Meta-analysis show that both believers and disbelievers in ESP perform significantly better than chance (Lawrence, 1993), with significance levels at (p < 10 x 10-8 = odds against chance greater than 1 trillion to 1)
Why is is so difficult for many people to accept that our intuitions, psychic experiences, spiritual awarenesses, spiritual healing, and collective consciousness exist? This is the subject of my next editorial and a detailed article in the International Journal of Healing and Caring that will be published in January (Benor, 2009).
This research is viatlly important to understanding humanity's cruelty to and abuse of each other; our genociding of other species; our abuse of the environment; and our impending suicide by global heating (warming is an unacceptable euphemism).
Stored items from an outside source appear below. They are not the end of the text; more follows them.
//! Synchronisation daemon entrypoint.
//!
//! Parses flags, builds the configuration and the production collaborators,
//! then either runs a single pass (`--once`) or polls forever.

use clap::Parser;
use std::io::Write;
use syncd::cli::Cli;
use syncd::config::SyncConfig;
use syncd::error::DaemonError;
use syncd::exec::SystemCommandExecutor;
use syncd::git::GitClient;
use syncd::logging;
use syncd::mirror::{GitRepositoryMirror, HttpChartClient, SkopeoTransfer};
use syncd::orchestrator::{Collaborators, Synchronizer};
use syncd::resolver::GitManifestResolver;
use syncd::scheduler::{RunSummary, Scheduler, ThreadSleeper};
use syncd::signature::{CommitVerifier, GpgVerifier};

fn main() {
    let cli = Cli::parse();
    let mut stderr = std::io::stderr();
    let run_result = run(&cli);
    let exit_code = exit_code_for_run_result(run_result, &mut stderr);
    if exit_code != 0 {
        std::process::exit(exit_code);
    }
}

fn run(cli: &Cli) -> Result<(), DaemonError> {
    logging::init(cli.verbosity, cli.quiet)?;
    let config = SyncConfig::from_cli(cli)?;

    let executor = SystemCommandExecutor::new(config.command_timeout);
    let git = GitClient::new(&executor);
    let verifier = config
        .keyring
        .as_ref()
        .map(|keyring| GpgVerifier::new(&executor, keyring));
    let resolver = GitManifestResolver::new(
        git,
        config.manifest_url.as_str(),
        verifier
            .as_ref()
            .map(|verifier| verifier as &dyn CommitVerifier),
    );
    let images = SkopeoTransfer::new(&executor);
    let charts = HttpChartClient::new(config.command_timeout);
    let repository = GitRepositoryMirror::new(git, config.mainline_branch.as_str());

    let mut synchronizer = Synchronizer::new(
        &config,
        Collaborators {
            resolver: &resolver,
            images: &images,
            chart_fetcher: &charts,
            chart_publisher: &charts,
            repository: &repository,
        },
    );

    let scheduler = Scheduler::new(config.sync_interval, &ThreadSleeper);
    if cli.once {
        return once_result(scheduler.run(&mut synchronizer, Some(1)));
    }

    log::info!(
        "polling {} every {}s",
        config.manifest_url,
        config.sync_interval.as_secs()
    );
    scheduler.run(&mut synchronizer, None);
    Ok(())
}

fn once_result(summary: RunSummary) -> Result<(), DaemonError> {
    if summary.failures == 0 {
        Ok(())
    } else {
        Err(DaemonError::PassFailed)
    }
}

fn exit_code_for_run_result(result: Result<(), DaemonError>, stderr: &mut dyn Write) -> i32 {
    match result {
        Ok(()) => 0,
        Err(err) => {
            write_stderr_line(stderr, err);
            1
        }
    }
}

fn write_stderr_line(stderr: &mut dyn Write, message: impl std::fmt::Display) {
    if writeln!(stderr, "syncd: {message}").is_err() {
        // Best-effort reporting; nothing else can be done.
    }
}

#[cfg(test)]
mod tests {
    use super::*;
    use syncd::config::ConfigError;

    #[test]
    fn exit_code_for_run_result_returns_zero_on_success() {
        let mut stderr = Vec::new();
        let exit_code = exit_code_for_run_result(Ok(()), &mut stderr);
        assert_eq!(exit_code, 0);
        assert!(stderr.is_empty());
    }

    #[test]
    fn exit_code_for_run_result_prints_error_and_returns_one() {
        let err = DaemonError::Config(ConfigError::ZeroDuration {
            setting: "sync-interval",
        });

        let mut stderr = Vec::new();
        let exit_code = exit_code_for_run_result(Err(err), &mut stderr);
        assert_eq!(exit_code, 1);

        let stderr_text = String::from_utf8(stderr).expect("stderr was not UTF-8");
        assert_eq!(stderr_text, "syncd: --sync-interval must be greater than zero\n");
    }

    #[test]
    fn failed_single_pass_exits_with_one() {
        let result = once_result(RunSummary {
            passes: 1,
            failures: 1,
        });

        let mut stderr = Vec::new();
        let exit_code = exit_code_for_run_result(result, &mut stderr);
        assert_eq!(exit_code, 1);
        let stderr_text = String::from_utf8(stderr).expect("stderr was not UTF-8");
        assert_eq!(stderr_text, "syncd: synchronisation pass failed\n");
    }

    #[test]
    fn successful_single_pass_exits_with_zero() {
        let result = once_result(RunSummary {
            passes: 1,
            failures: 0,
        });
        assert!(result.is_ok());
    }
}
In effect, we have a post-traumatic stress disorder (PTSD) in the collective consciousness of humanity.
Reference
Benor, DJ. Fears of acknowledging consciousness as the first principle in health and healing, International J Healing and Caring 2009, 9(1), 1-30.
Lawrence, T. Bringing home the sheep: a meta-analysis of sheep/goat experiments. Proceedings of 36th Annual Parapsychology Convention 1993, Fairhaven, MA: Parapsychological Association.